Task requirements: Each line of the listing below containing the word "Anonymous" should be returned.

Data provided:
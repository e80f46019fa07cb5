//! Dwell-gated view and ad impression recording for feed sessions.
//!
//! A feed position is *mounted* when the client reports it visible. Once the
//! item has been visible for long enough the client reports the view, and at
//! most one record is written per mount. Tracking writes are best effort: a
//! store failure is logged and reported as `dropped`, never surfaced as an
//! HTTP error and never retried.

use crate::AppState;
use crate::achievements;
use crate::errors::ApiError;
use crate::feed::{
    AdLayout, AdPlacement, FeedItem, FeedSession, LoadOutcome, Mount, MountedItem, Slot, top_up,
};
use crate::models::{NewAdImpression, NewPostView, UnlockNotification};
use crate::repositories::{ClientStateStore, EngagementRepository, PostRepository};
use chrono::{DateTime, Utc};
use serde::{Deserialize, Serialize};
use std::time::Duration;
use tracing::{debug, info, instrument, warn};

#[derive(Debug, Clone, Copy, PartialEq, Eq, Serialize)]
#[serde(rename_all = "snake_case")]
pub enum TrackStatus {
    Recorded,
    /// This mount already produced its record.
    AlreadyRecorded,
    /// Not visible for long enough yet; report again later.
    TooEarly,
    NotMounted,
    /// Ad impressions are only kept for signed-in users.
    Anonymous,
    /// The store rejected the write; it is not retried.
    Dropped,
}

#[derive(Debug, Clone, PartialEq, Serialize)]
pub struct TrackOutcome {
    pub status: TrackStatus,
    #[serde(skip_serializing_if = "Option::is_none")]
    pub retry_after_ms: Option<u64>,
    #[serde(skip_serializing_if = "Vec::is_empty")]
    pub notifications: Vec<UnlockNotification>,
}

impl TrackOutcome {
    fn status(status: TrackStatus) -> Self {
        Self {
            status,
            retry_after_ms: None,
            notifications: Vec::new(),
        }
    }

    fn too_early(remaining: Duration) -> Self {
        Self {
            retry_after_ms: Some(remaining.as_millis() as u64),
            ..Self::status(TrackStatus::TooEarly)
        }
    }
}

#[derive(Debug, Clone, Copy, PartialEq, Eq, Deserialize, Serialize)]
#[serde(rename_all = "snake_case")]
pub enum AdOutcome {
    FullView,
    Skip,
    Click,
}

#[derive(Debug, Clone, Serialize)]
pub struct VisibleItem {
    pub position: usize,
    pub item: FeedItem,
    pub mounted_at: DateTime<Utc>,
    pub remaining: usize,
    #[serde(skip_serializing_if = "Option::is_none")]
    pub load: Option<LoadOutcome>,
}

#[derive(Debug, Clone, Serialize)]
pub struct HiddenItem {
    pub position: usize,
    pub was_mounted: bool,
    /// Whole minutes credited to today's view, if any.
    pub reading_time: Option<i32>,
}

/// Item at `position` in the session's assembled sequence.
pub fn resolve_item<S: AppState>(
    state: &S,
    session: &FeedSession,
    position: usize,
) -> Result<FeedItem, ApiError> {
    let layout = AdLayout::resolve(&state.config().ads, state.ads(), AdPlacement::Feed);
    match layout.locate(position, session.post_count()) {
        Some(Slot::Post(index)) => session
            .post_at(index)
            .map(FeedItem::Post)
            .ok_or(ApiError::NotFound),
        Some(Slot::Ad(index)) => layout
            .ads
            .get(index % layout.ads.len().max(1))
            .cloned()
            .map(FeedItem::Ad)
            .ok_or(ApiError::NotFound),
        None => Err(ApiError::NotFound),
    }
}

fn mounted_item(item: &FeedItem) -> MountedItem {
    match item {
        FeedItem::Post(post) => MountedItem::Post(post.id),
        FeedItem::Ad(ad) => MountedItem::Ad(ad.id.clone()),
    }
}

fn visible_for(mount: &Mount, now: DateTime<Utc>) -> Duration {
    (now - mount.started_at).to_std().unwrap_or_default()
}

/// Mounts the item at `position`, moves the scroll position there and tops up
/// the queue when it runs low.
#[instrument(skip_all, fields(session_id = %session.id, position))]
pub async fn mark_visible<S: AppState>(
    state: &S,
    session: &FeedSession,
    position: usize,
) -> Result<VisibleItem, ApiError> {
    let item = resolve_item(state, session, position)?;
    let now = state.clock().now();
    session.touch(now);
    session.set_position(position);
    let mount = session.mount(position, mounted_item(&item), now);
    debug!(started_at = %mount.started_at, "Item visible");

    let load = top_up(state, session).await;
    let layout = AdLayout::resolve(&state.config().ads, state.ads(), AdPlacement::Feed);

    Ok(VisibleItem {
        position,
        item,
        mounted_at: mount.started_at,
        remaining: session.remaining(layout.frequency, layout.ads.len()),
        load,
    })
}

/// Records a post view for the current mount at `position`.
#[instrument(skip_all, fields(session_id = %session.id, position))]
pub async fn record_post_view<S: AppState>(
    state: &S,
    session: &FeedSession,
    position: usize,
) -> Result<TrackOutcome, ApiError> {
    let post = match resolve_item(state, session, position)? {
        FeedItem::Post(post) => post,
        FeedItem::Ad(_) => {
            return Err(ApiError::BadRequest(format!(
                "Item at position {position} is an ad"
            )));
        }
    };

    let now = state.clock().now();
    session.touch(now);
    let Some(mount) = session
        .current_mount(position)
        .filter(|m| m.item == MountedItem::Post(post.id))
    else {
        return Ok(TrackOutcome::status(TrackStatus::NotMounted));
    };

    let dwell = state.config().feed.post_dwell;
    let elapsed = visible_for(&mount, now);
    if elapsed < dwell {
        return Ok(TrackOutcome::too_early(dwell - elapsed));
    }
    if !session.claim_mount(position) {
        return Ok(TrackOutcome::status(TrackStatus::AlreadyRecorded));
    }

    let mut dropped = false;

    if session.mark_viewed(post.id) {
        if let Err(err) = state.post_repo().increment_view_count(post.id).await {
            warn!(post_id = post.id, error = %err, "Dropped view counter increment");
            dropped = true;
        }
        if let Err(err) = state
            .client_state()
            .merge_viewed_post_ids(&session.owner_key, &[post.id], now.naive_utc())
            .await
        {
            warn!(post_id = post.id, error = %err, "Failed to persist viewed post id");
        }
    }

    let mut notifications = Vec::new();
    if let Some(user_id) = session.user_id.as_deref() {
        let view = NewPostView {
            user_id: user_id.to_string(),
            post_id: post.id,
            viewed_at: now.naive_utc(),
            view_date: now.date_naive(),
            reading_time: 0,
        };
        match state.engagement_repo().record_view(&view).await {
            Ok(Some(_)) => {
                session.set_mount_view_date(position, view.view_date);
                match achievements::evaluate(
                    state.engagement_repo(),
                    state.achievement_repo(),
                    user_id,
                    now.naive_utc(),
                )
                .await
                {
                    Ok(unlocked) => notifications = unlocked,
                    Err(err) => warn!(error = %err, "Achievement evaluation failed"),
                }
            }
            Ok(None) => debug!(post_id = post.id, "Already viewed today"),
            Err(err) => {
                warn!(post_id = post.id, error = %err, "Dropped view event");
                dropped = true;
            }
        }
    }

    info!(post_id = post.id, dropped, unlocked = notifications.len(), "Post view tracked");
    Ok(TrackOutcome {
        status: if dropped {
            TrackStatus::Dropped
        } else {
            TrackStatus::Recorded
        },
        retry_after_ms: None,
        notifications,
    })
}

/// Unmounts `position`. If this mount wrote today's view, whole minutes of
/// visibility are credited as reading time.
#[instrument(skip_all, fields(session_id = %session.id, position))]
pub async fn mark_hidden<S: AppState>(
    state: &S,
    session: &FeedSession,
    position: usize,
) -> Result<HiddenItem, ApiError> {
    let now = state.clock().now();
    session.touch(now);
    let Some(mount) = session.unmount(position) else {
        return Ok(HiddenItem {
            position,
            was_mounted: false,
            reading_time: None,
        });
    };

    let mut reading_time = None;
    if let (MountedItem::Post(post_id), Some(view_date), Some(user_id)) =
        (&mount.item, mount.view_date, session.user_id.as_deref())
    {
        let minutes = (now - mount.started_at).num_minutes();
        if minutes > 0 {
            let minutes = i32::try_from(minutes).unwrap_or(i32::MAX);
            match state
                .engagement_repo()
                .update_reading_time(user_id, *post_id, view_date, minutes)
                .await
            {
                Ok(()) => reading_time = Some(minutes),
                Err(err) => warn!(post_id, error = %err, "Dropped reading time update"),
            }
        }
    }

    Ok(HiddenItem {
        position,
        was_mounted: true,
        reading_time,
    })
}

/// Records one ad impression for the current mount at `position`.
#[instrument(skip_all, fields(session_id = %session.id, position, ?outcome))]
pub async fn record_ad_impression<S: AppState>(
    state: &S,
    session: &FeedSession,
    position: usize,
    outcome: AdOutcome,
) -> Result<TrackOutcome, ApiError> {
    let ad = match resolve_item(state, session, position)? {
        FeedItem::Ad(ad) => ad,
        FeedItem::Post(_) => {
            return Err(ApiError::BadRequest(format!(
                "Item at position {position} is not an ad"
            )));
        }
    };

    let now = state.clock().now();
    session.touch(now);
    let Some(user_id) = session.user_id.as_deref() else {
        return Ok(TrackOutcome::status(TrackStatus::Anonymous));
    };
    let Some(mount) = session
        .current_mount(position)
        .filter(|m| m.item == MountedItem::Ad(ad.id.clone()))
    else {
        return Ok(TrackOutcome::status(TrackStatus::NotMounted));
    };

    let ads_config = &state.config().ads;
    let required = match outcome {
        AdOutcome::FullView | AdOutcome::Skip => Duration::from_secs(ad.skip_delay_seconds),
        AdOutcome::Click => ads_config.min_view_duration,
    };
    let elapsed = visible_for(&mount, now);
    if elapsed < required {
        return Ok(TrackOutcome::too_early(required - elapsed));
    }
    if !session.claim_mount(position) {
        return Ok(TrackOutcome::status(TrackStatus::AlreadyRecorded));
    }

    let impression = NewAdImpression {
        user_id: user_id.to_string(),
        ad_id: ad.id.clone(),
        viewed_at: now.naive_utc(),
        skipped: outcome == AdOutcome::Skip,
        clicked: outcome == AdOutcome::Click,
        view_duration_ms: i64::try_from(elapsed.as_millis()).unwrap_or(i64::MAX),
    };
    if let Err(err) = state.engagement_repo().record_impression(&impression).await {
        warn!(ad_id = %ad.id, error = %err, "Dropped ad impression");
        return Ok(TrackOutcome::status(TrackStatus::Dropped));
    }

    // Experience points are not persisted yet.
    let reward = match outcome {
        AdOutcome::FullView => ads_config.reward_for_full_view,
        AdOutcome::Click => ads_config.reward_for_click,
        AdOutcome::Skip => 0,
    };
    info!(ad_id = %ad.id, reward, "Ad impression recorded");
    Ok(TrackOutcome::status(TrackStatus::Recorded))
}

Response to this task:
    Anonymous,
        return Ok(TrackOutcome::status(TrackStatus::Anonymous));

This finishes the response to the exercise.